Grassland in all its form supports a vast variety of mammals, reptiles, birds, and insects. Typical large mammals include the blue wildebeest, American bison, giant anteater, and Przewalski's horse.

The plants and animals that live in grasslands are connected through an unlimited web of interactions. However, the removal of key species—such as buffalo and prairie dogs within the American West—and introduction of invasive species—such as cane toads in northern Australia—have disrupted the balance in these ecosystems and damaged a number of other species. Grasslands are home to a number of animals on the planet—such as elephants, bison, or lions—which hunters have found to be enticing prey. But, when hunting is not controlled or is conducted illegally, species can become extinct.

== Ecosystem services ==
Grasslands provide a range of marketed and non-marketed ecosystem services that are fundamental to the livelihoods of an estimated one billion people globally.

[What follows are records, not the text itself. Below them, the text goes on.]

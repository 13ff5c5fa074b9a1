use serde::{Deserialize, Serialize};

use crate::error::ProvisionerError;

/// A `<workspace>` element: one ctx_name group's image/quantity.
#[derive(Debug, Clone, PartialEq, Eq, Serialize, Deserialize)]
pub struct Workspace {
    pub name: String,
    pub image: String,
    pub quantity: u32,
    #[serde(default)]
    pub ctx: String,
}

/// The resolved cluster document: one or more workspaces, each naming a
/// `ctx_name` that a provision request's `nodes` map must reference.
#[derive(Debug, Clone, Default, PartialEq, Eq, Serialize, Deserialize)]
#[serde(rename = "cluster")]
pub struct ClusterDocument {
    #[serde(rename = "workspace", default)]
    pub workspaces: Vec<Workspace>,
}

impl ClusterDocument {
    pub fn parse(xml: &str) -> Result<Self, ProvisionerError> {
        quick_xml::de::from_str(xml).map_err(|e| ProvisionerError::InvalidDocument(e.to_string()))
    }

    pub fn to_xml(&self) -> Result<String, ProvisionerError> {
        quick_xml::se::to_string(self).map_err(|e| ProvisionerError::InvalidDocument(e.to_string()))
    }

    pub fn workspace_names(&self) -> Vec<&str> {
        self.workspaces.iter().map(|w| w.name.as_str()).collect()
    }

    /// Every `ctx_name` key in `requested` must name a `<workspace>` in this
    /// document, and the requested id count must match the workspace's
    /// declared `quantity`.
    pub fn validate_request<'a>(
        &self,
        requested: impl Iterator<Item = (&'a str, usize)>,
    ) -> Result<(), ProvisionerError> {
        for (ctx_name, count) in requested {
            let ws = self
                .workspaces
                .iter()
                .find(|w| w.name == ctx_name)
                .ok_or_else(|| ProvisionerError::InvalidDocument(format!(
                    "ctx_name {:?} has no matching <workspace> in the cluster document",
                    ctx_name
                )))?;
            if ws.quantity as usize != count {
                return Err(ProvisionerError::InvalidDocument(format!(
                    "workspace {:?} declares quantity {} but request has {} node ids",
                    ctx_name, ws.quantity, count
                )));
            }
        }
        Ok(())
    }
}

#[cfg(test)]
mod tests {
    use super::*;

    const DOC: &str = r#"<cluster>
        <workspace><name>head-node</name><image>img-1</image><quantity>1</quantity><ctx>ctx-1</ctx></workspace>
        <workspace><name>worker</name><image>img-2</image><quantity>3</quantity><ctx>ctx-2</ctx></workspace>
    </cluster>"#;

    #[test]
    fn parses_multiple_workspaces() {
        let doc = ClusterDocument::parse(DOC).unwrap();
        assert_eq!(doc.workspaces.len(), 2);
        assert_eq!(doc.workspace_names(), vec!["head-node", "worker"]);
    }

    #[test]
    fn validate_request_rejects_unknown_ctx_name() {
        let doc = ClusterDocument::parse(DOC).unwrap();
        let err = doc.validate_request(vec![("ghost", 1)].into_iter()).unwrap_err();
        assert!(matches!(err, ProvisionerError::InvalidDocument(_)));
    }

    #[test]
    fn validate_request_rejects_count_mismatch() {
        let doc = ClusterDocument::parse(DOC).unwrap();
        let err = doc.validate_request(vec![("worker", 2)].into_iter()).unwrap_err();
        assert!(matches!(err, ProvisionerError::InvalidDocument(_)));
    }

    #[test]
    fn validate_request_accepts_matching_counts() {
        let doc = ClusterDocument::parse(DOC).unwrap();
        doc.validate_request(vec![("head-node", 1), ("worker", 3)].into_iter())
            .unwrap();
    }
}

=== Carbon sequestration ===
Grasslands hold about twenty percent of global soil carbon stocks. Herbaceous (non-wooded) vegetation dominates grasslands and carbon is stored in the roots and soil underground. Above-ground biomass carbon is relatively short-lived due to grazing, fire, and senescence. Grassland species have an extensive fibrous root system, with grasses often accounting for 60–80% of the biomass carbon in this ecosystem. This underground biomass can extend several meters below the surface and store abundant carbon into the soil, resulting in deep, fertile soils with high organic matter content. For this reason, soil carbon accounts for about 81% of the total ecosystem carbon in grasslands. The close link between soil carbon and underground biomass leads to similar responses of these carbon pools to fluctuations in annual precipitation and temperature on a broad spatial scale. Because plant productivity is limited by grassland precipitation, carbon stocks are highest in regions where precipitation is heaviest, such as the high grass prairie in the humid temperate region of the United States. Similarly, as annual temperatures rise, grassland carbon stocks decrease due to increased evapotranspiration.

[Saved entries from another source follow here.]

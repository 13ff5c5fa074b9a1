use std::sync::Arc;

use chrono::Utc;
use epu_domain::DecisionEngineState;
use tokio::sync::Mutex;
use tracing::{debug, warn};

use crate::control::ControllerCoreControl;
use crate::engine::DecisionEngine;
use crate::error::ControllerError;
use crate::state::ControllerState;

/// Ties together sensor ingestion, the Control facade, and the engine
/// runtime. `decide` and `reconfigure` are mutually exclusive via a
/// single-permit gate (`Mutex` standing in for the original
/// `DeferredSemaphore(1)`); a decide tick that arrives while one is already
/// in flight is dropped rather than queued, matching the non-reentrant
/// timer requirement in the concurrency model.
pub struct ControllerCore {
    control: Arc<ControllerCoreControl>,
    state: ControllerState,
    engine: Mutex<Box<dyn DecisionEngine>>,
}

impl ControllerCore {
    pub fn new(control: Arc<ControllerCoreControl>, state: ControllerState, engine: Box<dyn DecisionEngine>) -> Self {
        ControllerCore { control, state, engine: Mutex::new(engine) }
    }

    pub fn control(&self) -> Arc<ControllerCoreControl> {
        self.control.clone()
    }

    pub fn state(&self) -> ControllerState {
        self.state.clone()
    }

    pub async fn initialize(&self, config: serde_json::Value) -> Result<(), ControllerError> {
        let mut engine = self.engine.lock().await;
        engine.initialize(&self.control, &self.state, &config).await
    }

    /// Age health against wall time, then invoke the engine. Returns `Ok(())`
    /// without calling the engine if a decide/reconfigure is already in
    /// flight.
    pub async fn run_decide(&self) -> Result<(), ControllerError> {
        self.state.update(Utc::now()).await;

        let Ok(mut engine) = self.engine.try_lock() else {
            debug!("decide tick dropped: previous decide/reconfigure still in flight");
            return Ok(());
        };
        engine.decide(&self.control, &self.state).await
    }

    /// Unlike `run_decide`, a reconfigure is a discrete admin action rather
    /// than a periodic tick, so it waits for the permit instead of dropping.
    pub async fn run_reconfigure(&self, config: serde_json::Value) -> Result<(), ControllerError> {
        let mut engine = self.engine.lock().await;
        engine.reconfigure(&self.control, &config).await
    }

    pub async fn de_state(&self) -> DecisionEngineState {
        match self.engine.try_lock() {
            Ok(engine) => engine.de_state(),
            Err(_) => {
                warn!("de_state queried while engine busy, reporting UNKNOWN");
                DecisionEngineState::Unknown
            }
        }
    }
}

Grasslands have suffered large losses of organic carbon due to soil disturbances, vegetation degradation, fires, erosion, nutrient deficiencies, and water shortages. The type, frequency and intensity of the disturbance can play a key role in the soil organic carbon (SOC) balance of grasslands. Bedrock, irrigation practices, soil acidification, liming, and pasture management can all have potential impacts on grassland organic carbon stocks. Good grassland management can reverse historical soil carbon losses. The relationship of improved biodiversity with carbon storage is subject of research.

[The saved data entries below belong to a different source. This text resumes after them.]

use std::collections::HashMap;
use std::sync::Arc;

use epu_controller::{ControllerCore, ControllerCoreControl, ControllerState, EngineRegistry, HealthMonitor};
use epu_domain::{Domain, DomainDefinition, DomainId, Heartbeat, DefinitionId};
use epu_provisioner::Provisioner;
use epu_store::StateStore;
use tokio::sync::RwLock;

use crate::error::ManagementError;
use crate::messages::{InstanceInfoMessage, SensorInfoMessage};
use crate::router::MessageRouter;

/// Top-level registry tying domain definitions and live domains to their
/// running Controllers, and authorizing every caller-facing operation
/// against a domain's `owner`.
pub struct EpuManagement {
    store: Arc<dyn StateStore>,
    provisioner: Arc<Provisioner>,
    engines: Arc<EngineRegistry>,
    controllers: RwLock<HashMap<DomainId, Arc<ControllerCore>>>,
    router: MessageRouter,
    default_user: Option<String>,
}

/// Shallow top-level merge of two JSON objects: keys in `override_` win over
/// keys in `base`. A non-object `override_` replaces `base` outright.
fn merge_json(base: serde_json::Value, override_: serde_json::Value) -> serde_json::Value {
    match (base, override_) {
        (serde_json::Value::Object(mut base_map), serde_json::Value::Object(override_map)) => {
            for (k, v) in override_map {
                base_map.insert(k, v);
            }
            serde_json::Value::Object(base_map)
        }
        (_, override_) => override_,
    }
}

impl EpuManagement {
    pub fn new(
        store: Arc<dyn StateStore>,
        provisioner: Arc<Provisioner>,
        engines: Arc<EngineRegistry>,
        default_user: Option<String>,
    ) -> Self {
        EpuManagement {
            router: MessageRouter::new(store.clone()),
            store,
            provisioner,
            engines,
            controllers: RwLock::new(HashMap::new()),
            default_user,
        }
    }

    /// A caller may act on a domain it owns. An unowned domain (empty
    /// `owner`) may only be acted on by the configured default user, never
    /// by an arbitrary caller.
    fn authorize(&self, caller: &str, owner: &str) -> Result<(), ManagementError> {
        if caller == owner {
            return Ok(());
        }
        if owner.is_empty() {
            if let Some(default_user) = &self.default_user {
                if caller == default_user {
                    return Ok(());
                }
            }
        }
        Err(ManagementError::NotPermitted { caller: caller.to_string(), domain_owner: owner.to_string() })
    }

    pub async fn add_domain_definition(&self, definition: DomainDefinition) -> Result<(), ManagementError> {
        self.store.upsert_domain_definition(definition).await?;
        Ok(())
    }

    pub async fn remove_domain_definition(&self, definition_id: &DefinitionId) -> Result<(), ManagementError> {
        self.store.delete_domain_definition(definition_id).await?;
        Ok(())
    }

    pub async fn list_domain_definitions(&self) -> Result<Vec<DomainDefinition>, ManagementError> {
        Ok(self.store.list_domain_definitions().await?)
    }

    pub async fn describe_domain_definition(
        &self,
        definition_id: &DefinitionId,
    ) -> Result<DomainDefinition, ManagementError> {
        self.store
            .get_domain_definition(definition_id)
            .await?
            .ok_or_else(|| ManagementError::DefinitionNotFound(definition_id.as_str().to_string()))
    }

    /// Definitions are a template only: editing one never retroactively
    /// reconfigures domains already instantiated from it.
    pub async fn update_domain_definition(&self, definition: DomainDefinition) -> Result<(), ManagementError> {
        if self.store.get_domain_definition(&definition.definition_id).await?.is_none() {
            return Err(ManagementError::DefinitionNotFound(definition.definition_id.as_str().to_string()));
        }
        self.store.upsert_domain_definition(definition).await?;
        Ok(())
    }

    /// Instantiate a definition into a live domain: build its engine, its
    /// health monitor (if the definition opts in), its Controller, and
    /// register the Controller so routed messages reach it.
    pub async fn add_domain(
        &self,
        caller: &str,
        domain_id: DomainId,
        definition_id: DefinitionId,
        config: serde_json::Value,
        subscribers: Vec<String>,
    ) -> Result<(), ManagementError> {
        if self.store.get_domain(&domain_id).await?.is_some() {
            return Err(ManagementError::DomainAlreadyExists { domain_id: domain_id.as_str().to_string() });
        }
        let definition = self
            .store
            .get_domain_definition(&definition_id)
            .await?
            .ok_or_else(|| ManagementError::DefinitionNotFound(definition_id.as_str().to_string()))?;

        let health = if definition.monitor_health {
            Some(Arc::new(HealthMonitor::new(definition.health, Some(self.provisioner.clone()))))
        } else {
            None
        };
        let state = ControllerState::new(health);
        let control = Arc::new(ControllerCoreControl::new(self.provisioner.clone(), state.clone(), domain_id.as_str()));
        let engine = self.engines.create(&definition.engine_class)?;
        let core = Arc::new(ControllerCore::new(control, state, engine));
        let merged_config = merge_json(definition.engine_conf.clone(), config);
        core.initialize(merged_config.clone()).await?;

        let domain = Domain {
            domain_id: domain_id.clone(),
            owner: caller.to_string(),
            definition_id,
            config: merged_config,
            subscribers,
            revision: 0,
        };
        self.store.upsert_domain(domain).await?;
        self.controllers.write().await.insert(domain_id, core);
        Ok(())
    }

    pub async fn remove_domain(&self, caller: &str, domain_id: &DomainId) -> Result<(), ManagementError> {
        let domain = self.domain_or_not_found(domain_id).await?;
        self.authorize(caller, &domain.owner)?;
        self.controllers.write().await.remove(domain_id);
        self.store.delete_domain(domain_id).await?;
        Ok(())
    }

    pub async fn reconfigure_domain(
        &self,
        caller: &str,
        domain_id: &DomainId,
        config: serde_json::Value,
    ) -> Result<(), ManagementError> {
        let mut domain = self.domain_or_not_found(domain_id).await?;
        self.authorize(caller, &domain.owner)?;
        let controllers = self.controllers.read().await;
        let core = controllers
            .get(domain_id)
            .ok_or_else(|| ManagementError::DomainNotFound(domain_id.as_str().to_string()))?;
        core.run_reconfigure(config.clone()).await?;
        domain.config = config;
        self.store.upsert_domain(domain).await?;
        Ok(())
    }

    pub async fn list_domains(&self) -> Result<Vec<Domain>, ManagementError> {
        Ok(self.store.list_domains().await?)
    }

    pub async fn describe_domain(&self, domain_id: &DomainId) -> Result<Domain, ManagementError> {
        self.domain_or_not_found(domain_id).await
    }

    pub async fn subscribe_domain(
        &self,
        caller: &str,
        domain_id: &DomainId,
        subscriber: String,
    ) -> Result<(), ManagementError> {
        let mut domain = self.domain_or_not_found(domain_id).await?;
        self.authorize(caller, &domain.owner)?;
        if !domain.subscribers.contains(&subscriber) {
            domain.subscribers.push(subscriber);
        }
        self.store.upsert_domain(domain).await?;
        Ok(())
    }

    pub async fn unsubscribe_domain(
        &self,
        caller: &str,
        domain_id: &DomainId,
        subscriber: &str,
    ) -> Result<(), ManagementError> {
        let mut domain = self.domain_or_not_found(domain_id).await?;
        self.authorize(caller, &domain.owner)?;
        domain.subscribers.retain(|s| s != subscriber);
        self.store.upsert_domain(domain).await?;
        Ok(())
    }

    async fn domain_or_not_found(&self, domain_id: &DomainId) -> Result<Domain, ManagementError> {
        self.store
            .get_domain(domain_id)
            .await?
            .ok_or_else(|| ManagementError::DomainNotFound(domain_id.as_str().to_string()))
    }

    /// Drive one `decide` tick for every live domain's Controller. The
    /// server binary calls this on its own timer; each Controller's
    /// single-permit gate (see `ControllerCore::run_decide`) absorbs a tick
    /// that overlaps a still-running reconfigure.
    pub async fn tick_all(&self) {
        let controllers: Vec<_> = self.controllers.read().await.values().cloned().collect();
        for core in controllers {
            if let Err(e) = core.run_decide().await {
                tracing::warn!(error = %e, "decide tick failed");
            }
        }
    }

    /// Infrastructure-origin messages: trusted transport, no caller identity
    /// to authorize against.
    pub async fn ou_heartbeat(&self, heartbeat: Heartbeat) -> Result<(), ManagementError> {
        self.router.route_heartbeat(&self.controllers, heartbeat).await
    }

    pub async fn instance_info(&self, msg: InstanceInfoMessage) -> Result<(), ManagementError> {
        self.router.route_instance_info(&self.controllers, msg).await
    }

    pub async fn sensor_info(&self, msg: SensorInfoMessage) -> Result<(), ManagementError> {
        self.router.route_sensor_info(&self.controllers, msg).await
    }
}

#[cfg(test)]
mod tests {
    use super::*;
    use epu_controller::{DecisionEngine, FixedSizeEngine};
    use epu_domain::HealthTimeouts;
    use epu_iaas::{DriverRegistry, MockDriver};
    use epu_provisioner::{DeployableType, MockBroker, NoopNotifier, StaticDtrs};
    use epu_store::InMemoryStore;

    async fn test_management(default_user: Option<String>) -> EpuManagement {
        let store: Arc<dyn StateStore> = Arc::new(InMemoryStore::new());
        let driver = Arc::new(MockDriver::new());
        let mut registry = DriverRegistry::new();
        registry.register(epu_domain::Site("local".into()), driver);
        let dtrs = Arc::new(StaticDtrs::new());
        dtrs.register(
            "worker-dt",
            DeployableType {
                document: r#"<cluster><workspace><name>worker</name><image>i</image><quantity>1</quantity><ctx>c</ctx></workspace></cluster>"#.into(),
                vars: HashMap::new(),
            },
        )
        .await;
        let provisioner = Arc::new(Provisioner::new(
            store.clone(),
            Arc::new(registry),
            Arc::new(MockBroker::new()),
            dtrs,
            Arc::new(NoopNotifier),
        ));
        let mut engines = EngineRegistry::new();
        engines.register("fixed-size", Arc::new(|| Box::new(FixedSizeEngine::new()) as Box<dyn DecisionEngine>));
        EpuManagement::new(store, provisioner, Arc::new(engines), default_user)
    }

    fn definition() -> DomainDefinition {
        DomainDefinition {
            definition_id: DefinitionId::new("def-1").unwrap(),
            engine_class: "fixed-size".into(),
            engine_conf: serde_json::json!({}),
            health: HealthTimeouts::default(),
            monitor_health: false,
            revision: 0,
        }
    }

    fn engine_config() -> serde_json::Value {
        serde_json::json!({ "allocation": "small", "site": "local", "deployable_type": "worker-dt", "desired_instances": 0 })
    }

    #[tokio::test]
    async fn owner_can_reconfigure_own_domain() {
        let mgmt = test_management(None).await;
        mgmt.add_domain_definition(definition()).await.unwrap();
        let domain_id = DomainId::new("d-1").unwrap();
        mgmt.add_domain("alice", domain_id.clone(), definition().definition_id, engine_config(), vec![]).await.unwrap();

        mgmt.reconfigure_domain("alice", &domain_id, engine_config()).await.unwrap();
    }

    #[tokio::test]
    async fn non_owner_is_rejected() {
        let mgmt = test_management(None).await;
        mgmt.add_domain_definition(definition()).await.unwrap();
        let domain_id = DomainId::new("d-1").unwrap();
        mgmt.add_domain("alice", domain_id.clone(), definition().definition_id, engine_config(), vec![]).await.unwrap();

        let err = mgmt.reconfigure_domain("mallory", &domain_id, engine_config()).await.unwrap_err();
        assert!(matches!(err, ManagementError::NotPermitted { .. }));
    }

    #[tokio::test]
    async fn default_user_can_act_only_on_unowned_domain() {
        let mgmt = test_management(Some("admin".into())).await;
        mgmt.add_domain_definition(definition()).await.unwrap();
        let domain_id = DomainId::new("d-1").unwrap();
        mgmt.add_domain("", domain_id.clone(), definition().definition_id, engine_config(), vec![]).await.unwrap();

        mgmt.reconfigure_domain("admin", &domain_id, engine_config()).await.unwrap();

        let owned_id = DomainId::new("d-2").unwrap();
        mgmt.add_domain("alice", owned_id.clone(), definition().definition_id, engine_config(), vec![]).await.unwrap();
        let err = mgmt.reconfigure_domain("admin", &owned_id, engine_config()).await.unwrap_err();
        assert!(matches!(err, ManagementError::NotPermitted { .. }));
    }

    #[tokio::test]
    async fn engine_conf_is_merged_into_domain_config_at_add_time() {
        let mgmt = test_management(None).await;
        let mut def = definition();
        def.engine_conf = serde_json::json!({ "site": "local", "allocation": "small" });
        mgmt.add_domain_definition(def.clone()).await.unwrap();

        let domain_id = DomainId::new("d-1").unwrap();
        let caller_config =
            serde_json::json!({ "deployable_type": "worker-dt", "desired_instances": 0, "allocation": "large" });
        mgmt.add_domain("alice", domain_id.clone(), def.definition_id, caller_config, vec![]).await.unwrap();

        let domain = mgmt.describe_domain(&domain_id).await.unwrap();
        assert_eq!(domain.config["site"], "local");
        assert_eq!(domain.config["allocation"], "large");
        assert_eq!(domain.config["deployable_type"], "worker-dt");
    }

    #[tokio::test]
    async fn adding_duplicate_domain_id_fails() {
        let mgmt = test_management(None).await;
        mgmt.add_domain_definition(definition()).await.unwrap();
        let domain_id = DomainId::new("d-1").unwrap();
        mgmt.add_domain("alice", domain_id.clone(), definition().definition_id, engine_config(), vec![]).await.unwrap();

        let err = mgmt.add_domain("alice", domain_id, definition().definition_id, engine_config(), vec![]).await.unwrap_err();
        assert!(matches!(err, ManagementError::DomainAlreadyExists { .. }));
    }
}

There is a lack of agreement on the amount of carbon that can be stored in grassland ecosystem. This is partly caused by different methodologies applied to measure soil organic carbon and limited respective datasets. Further, carbon accumulation in soils changes significantly over time and point in time measurements produce an insufficient evidence base.

=== Other ecosystem services ===
- promotion of genetic diversity
- weather amelioration
- provision of wildlife habitat

== Degradation ==
Grasslands are among the most threatened ecosystems, and have been described as the most imperiled terrestrial biome. Grasslands have experienced a far greater rate of global conversion than forests, yet receive relatively little federal or international protection. Global losses from grassland degradation are estimated to be over $7 billion per year. According to the International Union for the Conservation of Nature (IUCN), the most significant threat to grasslands is human land use, especially agriculture and mining. The vulnerability of grasslands stems from a range of factors, such as misclassification, poor protection and cultivation. A global analysis of 70 grassland ecoregions found that 21 are less than 20% intact, while only 14 retain at least 60% intactness; moreover, 47 of 70 regional grasslands have been in decline since 2000.

=== Causes ===

==== Land use intensification ====
Grasslands have an extensive history of human activity and disturbance. To feed a growing human population, most of the world's grasslands are converted from natural landscapes to fields of corn, wheat or other crops. Grasslands that have remained largely intact thus far, such as the East African savannas, are in danger of being lost to agriculture. Grasslands are very sensitive to disturbances, such as people hunting and killing key species, or plowing the land to make more space for farms.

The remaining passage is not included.